Workers' compensation exists so that when workers like you are hurt on the job, they have the funds they need to cover medical expenses and a few personal bills. If you recently applied for workers' compensation but you were denied, you are owed a reason. The following reasons are some of the most common for denying benefits. These reasons can be fought legally, too, and each has its own legal approach.
Your Injury Is Not a Covered Injury
Sadly, this is probably the most common reason given for the refusal of workers' compensation benefits. In some cases, workers are left holding the bag because the companies providing the benefits were smart enough to very carefully and in great detail list what injuries were excluded and included in their policy. For most every other situation, the reason is very vague and not well-defined in the provider's policy, in which case, you can absolutely fight it in court (or settle it outside of court if you have hired a workers' compensation lawyer). You can try to fight it even if your injury is specifically included, especially if you can cite neglect on your employer's part, but you should be prepared for an uphill battle.
Your Injury Is Not Severe Enough to Warrant Workers' Comp
A hangnail is not severe enough for workers' comp. A missing body part is, as is the temporary loss of use of a previously fully functional limb. For the workers' comp provider to say that your injury is not severe enough to warrant the issuance of benefits is not reason enough. They run the risk of being so specific as to go against what their own policy says, so they try for the general excuse to avoid paying up. When your lawyer points out the severity of the specific injury, and that said injury is covered under their policy, they will have to pay up.

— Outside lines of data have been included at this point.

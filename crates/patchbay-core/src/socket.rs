//! Socket type registry.
//!
//! Every port in a patch carries a [`SocketType`]. Sockets are process-wide
//! constants: each type maps to exactly one static [`Socket`] record that all
//! ports of that type share by reference.
//!
//! Compatibility is directional. An output socket may feed an input socket of
//! the same type, and a small number of cross-type links are declared
//! explicitly (noise is an audio-rate signal, so it may feed audio inputs).

use core::fmt;

/// Immutable description of a socket type.
#[derive(Debug, PartialEq, Eq)]
pub struct Socket {
    /// Stable type tag (lowercase, used in logs and wire payloads).
    pub tag: &'static str,
    /// Human-readable label.
    pub label: &'static str,
}

/// Control-rate scalar values (envelope times, levels, note numbers).
pub static CONTROL: Socket = Socket {
    tag: "control",
    label: "Control",
};

/// Audio-rate signals.
pub static AUDIO: Socket = Socket {
    tag: "audio",
    label: "Audio",
};

/// Modulation signals (envelopes, LFOs).
pub static MODULATION: Socket = Socket {
    tag: "modulation",
    label: "Modulation",
};

/// Noise generator output.
pub static NOISE: Socket = Socket {
    tag: "noise",
    label: "Noise",
};

/// The closed set of socket types.
#[derive(Clone, Copy, Debug, PartialEq, Eq, Hash, PartialOrd, Ord)]
pub enum SocketType {
    /// See [`CONTROL`].
    Control,
    /// See [`AUDIO`].
    Audio,
    /// See [`MODULATION`].
    Modulation,
    /// See [`NOISE`].
    Noise,
}

impl SocketType {
    /// All socket types, in declaration order.
    pub const ALL: [SocketType; 4] = [
        SocketType::Control,
        SocketType::Audio,
        SocketType::Modulation,
        SocketType::Noise,
    ];

    /// Returns the shared socket record for this type.
    pub fn socket(self) -> &'static Socket {
        match self {
            SocketType::Control => &CONTROL,
            SocketType::Audio => &AUDIO,
            SocketType::Modulation => &MODULATION,
            SocketType::Noise => &NOISE,
        }
    }

    /// Returns the stable type tag.
    pub fn tag(self) -> &'static str {
        self.socket().tag
    }

    /// Looks up a socket type by tag.
    pub fn from_tag(tag: &str) -> Option<Self> {
        Self::ALL.into_iter().find(|t| t.tag() == tag)
    }

    /// Returns true if an output of type `self` may feed an input of type `input`.
    pub fn can_feed(self, input: SocketType) -> bool {
        self == input || matches!((self, input), (SocketType::Noise, SocketType::Audio))
    }
}

impl fmt::Display for SocketType {
    fn fmt(&self, f: &mut fmt::Formatter<'_>) -> fmt::Result {
        f.write_str(self.tag())
    }
}

#[cfg(test)]
mod tests {
    use super::*;

    #[test]
    fn same_type_always_compatible() {
        for t in SocketType::ALL {
            assert!(t.can_feed(t), "{t} should feed itself");
        }
    }

    #[test]
    fn noise_feeds_audio_but_not_reverse() {
        assert!(SocketType::Noise.can_feed(SocketType::Audio));
        assert!(!SocketType::Audio.can_feed(SocketType::Noise));
    }

    #[test]
    fn control_does_not_feed_modulation() {
        assert!(!SocketType::Control.can_feed(SocketType::Modulation));
        assert!(!SocketType::Modulation.can_feed(SocketType::Control));
        assert!(!SocketType::Audio.can_feed(SocketType::Control));
    }

    #[test]
    fn sockets_are_shared_by_reference() {
        let a = SocketType::Audio.socket();
        let b = SocketType::Audio.socket();
        assert!(core::ptr::eq(a, b));
        assert_eq!(a.label, "Audio");
    }

    #[test]
    fn tag_lookup() {
        assert_eq!(SocketType::from_tag("noise"), Some(SocketType::Noise));
        assert_eq!(SocketType::from_tag("cv"), None);
    }
}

You Did Not Receive the Injury on Company Time
This is a real zinger, and often the excuse used when employees fail to file a claim right after an incident has occurred. The problem they see is that you had an accident, like a slip and fall, but you did not report any injury or pain at that time. You waited several days or weeks later, and now you want benefits. Ergo, the provider will argue that you received your injury outside of work and that you were never injured on company time or property. Proper documentation and medical records on your part will help your lawyer prove that you did indeed receive said injuries on company property and company time.